A common exam task is converting between the two representations. Given the adjacency matrix on the left (vertices A,B,C,D), read each row's non-zero columns to build the list on the right:
| Matrix row | Non-zero columns | Adjacency-list entry |
|---|---|---|
| A: 0 1 1 0 | B, C | A → B, C |
| B: 1 0 0 1 | A, D | B → A, D |
| C: 1 0 0 1 | A, D | C → A, D |
| D: 0 1 1 0 | B, C | D → B, C |
Going the other way, build a V×V grid of zeros and set [i][j]=1 for every neighbour j in vertex i's list. Note the matrix's symmetry confirms the graph is undirected, and counting the 1s and halving (8/2 = 4) gives the number of undirected edges — both quick checks worth stating.
| Feature | BFS | DFS |
|---|---|---|
| Structure used | Queue (FIFO) | Stack / recursion (LIFO) |
| Exploration order | Ring by ring (by distance) | Branch by branch (deep first) |
| Shortest path (unweighted)? | Yes — fewest edges | No |
| Memory | Can be high (stores a whole frontier) | Lower (stores the current path) |
| Typical uses | Shortest unweighted path, "degrees of separation" | Cycle detection, topological sort, maze/path finding |
The queue-versus-stack distinction is the crux: swapping a BFS's queue for a stack turns it into a DFS. Both run in O(V+E) on an adjacency list.

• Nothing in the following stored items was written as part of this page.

// SPIR-V instruction record
//
// Instructions are kept in structured form: an opcode plus its operand words.
// The packed `(length << 16) | opcode` header only exists at the encode/decode
// boundary, so nothing else in the crate touches raw word layout.

use spirv::Op;

use super::error::SpirvError;

/// Header word of a single-word `OpNop`.
pub const NOP_WORD: u32 = 1 << 16;

/// One decoded instruction.
#[derive(Debug, Clone, PartialEq, Eq, Hash)]
pub struct Instruction {
    pub opcode: u16,
    pub operands: Vec<u32>,
}

impl Instruction {
    pub fn new(op: Op, operands: Vec<u32>) -> Self {
        Self {
            opcode: op as u16,
            operands,
        }
    }

    pub fn from_slice(op: Op, operands: &[u32]) -> Self {
        Self::new(op, operands.to_vec())
    }

    /// Placeholder covering `words` words.
    ///
    /// Encodes as `words` consecutive single-word Nops, so replacing an
    /// instruction with a span of the same size keeps the module length intact.
    pub fn nop_span(words: usize) -> Self {
        assert!(words > 0, "a Nop span covers at least one word");
        Self {
            opcode: Op::Nop as u16,
            operands: vec![0; words - 1],
        }
    }

    pub fn is(&self, op: Op) -> bool {
        self.opcode == op as u16
    }

    pub fn is_nop(&self) -> bool {
        self.opcode == Op::Nop as u16
    }

    /// Length field of the encoded instruction: `1 + operand count`.
    pub fn word_count(&self) -> usize {
        1 + self.operands.len()
    }

    pub fn header_word(&self) -> u32 {
        let len = self.word_count();
        assert!(len <= u16::MAX as usize, "instruction too long to encode: {len} words");
        ((len as u32) << 16) | self.opcode as u32
    }

    pub fn encode_into(&self, out: &mut Vec<u32>) {
        if self.is_nop() {
            out.extend(std::iter::repeat(NOP_WORD).take(self.word_count()));
            return;
        }
        out.push(self.header_word());
        out.extend_from_slice(&self.operands);
    }

    /// Decode the instruction starting at `words[offset]`.
    pub fn decode(words: &[u32], offset: usize) -> Result<Self, SpirvError> {
        let (opcode, len) = split_header(words[offset]);
        if len == 0 {
            return Err(SpirvError::ZeroLength { offset });
        }
        let available = words.len() - offset;
        if len > available {
            return Err(SpirvError::Overrun {
                offset,
                opcode,
                length: len,
                available,
            });
        }
        Ok(Self {
            opcode,
            operands: words[offset + 1..offset + len].to_vec(),
        })
    }

    pub fn result_type(&self) -> Option<u32> {
        let (has_type, _) = result_layout(self.opcode);
        has_type.then(|| self.operands.first().copied()).flatten()
    }

    pub fn result_id(&self) -> Option<u32> {
        let (has_type, has_result) = result_layout(self.opcode);
        if !has_result {
            return None;
        }
        self.operands.get(usize::from(has_type)).copied()
    }

    /// Literal string starting at operand `start`, and the index of the
    /// first operand after it.
    pub fn string_at(&self, start: usize) -> Option<(String, usize)> {
        let (s, used) = decode_string(self.operands.get(start..)?)?;
        Some((s, start + used))
    }
}

/// Operand index of the literal string carried by `opcode`, if it has one.
pub fn string_operand(opcode: u16) -> Option<usize> {
    const AT_0: &[Op] = &[Op::Extension, Op::SourceExtension, Op::ModuleProcessed];
    const AT_1: &[Op] = &[Op::ExtInstImport, Op::String, Op::Name];
    const AT_2: &[Op] = &[Op::EntryPoint, Op::MemberName];
    let is = |ops: &[Op]| ops.iter().any(|op| *op as u16 == opcode);
    if is(AT_0) {
        Some(0)
    } else if is(AT_1) {
        Some(1)
    } else if is(AT_2) {
        Some(2)
    } else {
        None
    }
}

/// Split a header word into `(opcode, word count)`.
pub fn split_header(word: u32) -> (u16, usize) {
    ((word & 0xffff) as u16, (word >> 16) as usize)
}

/// Encode a nul-terminated, zero-padded UTF-8 literal.
pub fn encode_string(s: &str) -> Vec<u32> {
    let bytes = s.as_bytes();
    let mut words = Vec::with_capacity(bytes.len() / 4 + 1);
    for chunk in bytes.chunks(4) {
        let mut buf = [0u8; 4];
        buf[..chunk.len()].copy_from_slice(chunk);
        words.push(u32::from_le_bytes(buf));
    }
    if bytes.len() % 4 == 0 {
        words.push(0);
    }
    words
}

/// Decode a literal string, returning it with the number of words it spans.
pub fn decode_string(words: &[u32]) -> Option<(String, usize)> {
    let mut bytes = Vec::new();
    for (i, w) in words.iter().enumerate() {
        for b in w.to_le_bytes() {
            if b == 0 {
                return String::from_utf8(bytes).ok().map(|s| (s, i + 1));
            }
            bytes.push(b);
        }
    }
    None
}

const RESULT_ONLY: &[Op] = &[
    Op::String,
    Op::ExtInstImport,
    Op::DecorationGroup,
    Op::Label,
    Op::TypeVoid,
    Op::TypeBool,
    Op::TypeInt,
    Op::TypeFloat,
    Op::TypeVector,
    Op::TypeMatrix,
    Op::TypeImage,
    Op::TypeSampler,
    Op::TypeSampledImage,
    Op::TypeArray,
    Op::TypeRuntimeArray,
    Op::TypeStruct,
    Op::TypeOpaque,
    Op::TypePointer,
    Op::TypeFunction,
    Op::TypeEvent,
    Op::TypeDeviceEvent,
    Op::TypeReserveId,
    Op::TypeQueue,
    Op::TypePipe,
];

const NO_RESULT: &[Op] = &[
    Op::Nop,
    Op::SourceContinued,
    Op::Source,
    Op::SourceExtension,
    Op::Name,
    Op::MemberName,
    Op::Line,
    Op::NoLine,
    Op::ModuleProcessed,
    Op::Extension,
    Op::MemoryModel,
    Op::EntryPoint,
    Op::ExecutionMode,
    Op::ExecutionModeId,
    Op::Capability,
    Op::TypeForwardPointer,
    Op::Decorate,
    Op::MemberDecorate,
    Op::GroupDecorate,
    Op::GroupMemberDecorate,
    Op::DecorateId,
    Op::DecorateString,
    Op::MemberDecorateString,
    Op::Store,
    Op::CopyMemory,
    Op::CopyMemorySized,
    Op::FunctionEnd,
    Op::Return,
    Op::ReturnValue,
    Op::Branch,
    Op::BranchConditional,
    Op::Switch,
    Op::Kill,
    Op::TerminateInvocation,
    Op::Unreachable,
    Op::SelectionMerge,
    Op::LoopMerge,
    Op::ControlBarrier,
    Op::MemoryBarrier,
    Op::AtomicStore,
    Op::EmitVertex,
    Op::EndPrimitive,
    Op::ImageWrite,
    Op::SetMeshOutputsEXT,
    Op::EmitMeshTasksEXT,
];

/// `(has result type, has result id)` for an opcode.
///
/// Opcodes not listed in either table are treated as value-producing
/// (`<type> <id> ...`), which covers the arithmetic, memory and composite
/// families.
pub fn result_layout(opcode: u16) -> (bool, bool) {
    if NO_RESULT.iter().any(|op| *op as u16 == opcode) {
        (false, false)
    } else if RESULT_ONLY.iter().any(|op| *op as u16 == opcode) {
        (false, true)
    } else {
        (true, true)
    }
}

#[cfg(test)]
mod tests {
    use super::*;

    #[test]
    fn string_literals_are_nul_terminated_and_padded() {
        assert_eq!(encode_string("main"), vec![0x6e69_616d, 0]);
        assert_eq!(encode_string("ab").len(), 1);
        let words = encode_string("SPV_EXT_mesh_shader");
        assert_eq!(decode_string(&words), Some(("SPV_EXT_mesh_shader".to_string(), words.len())));
    }

    #[test]
    fn nop_span_keeps_word_count() {
        let store = Instruction::new(Op::Store, vec![10, 11]);
        let nop = Instruction::nop_span(store.word_count());
        let mut out = Vec::new();
        nop.encode_into(&mut out);
        assert_eq!(out, vec![NOP_WORD; 3]);
    }

    #[test]
    fn decode_rejects_overrun() {
        let words = [(4 << 16) | Op::Store as u32, 1];
        assert!(matches!(
            Instruction::decode(&words, 0),
            Err(SpirvError::Overrun { length: 4, available: 2, .. })
        ));
        assert_eq!(
            Instruction::decode(&[Op::Store as u32], 0),
            Err(SpirvError::ZeroLength { offset: 0 })
        );
    }

    #[test]
    fn result_ids_follow_layout() {
        let var = Instruction::new(Op::Variable, vec![7, 8, 3]);
        assert_eq!(var.result_type(), Some(7));
        assert_eq!(var.result_id(), Some(8));

        let ty = Instruction::new(Op::TypeInt, vec![5, 32, 0]);
        assert_eq!(ty.result_type(), None);
        assert_eq!(ty.result_id(), Some(5));

        let store = Instruction::new(Op::Store, vec![1, 2]);
        assert_eq!(store.result_id(), None);
    }
}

BFS finds the path with the fewest edges, but on a weighted graph the cheapest route may take more edges (a short motorway detour beating a direct slow road). Finding the minimum-weight path is the job of Dijkstra's algorithm, studied in §4.3: it generalises BFS by always expanding the closest-so-far unvisited vertex (using a priority queue) rather than the earliest-discovered. You are not expected to run Dijkstra here, but you should recognise that it is the weighted counterpart of BFS and that the graph representations above are exactly what it operates on.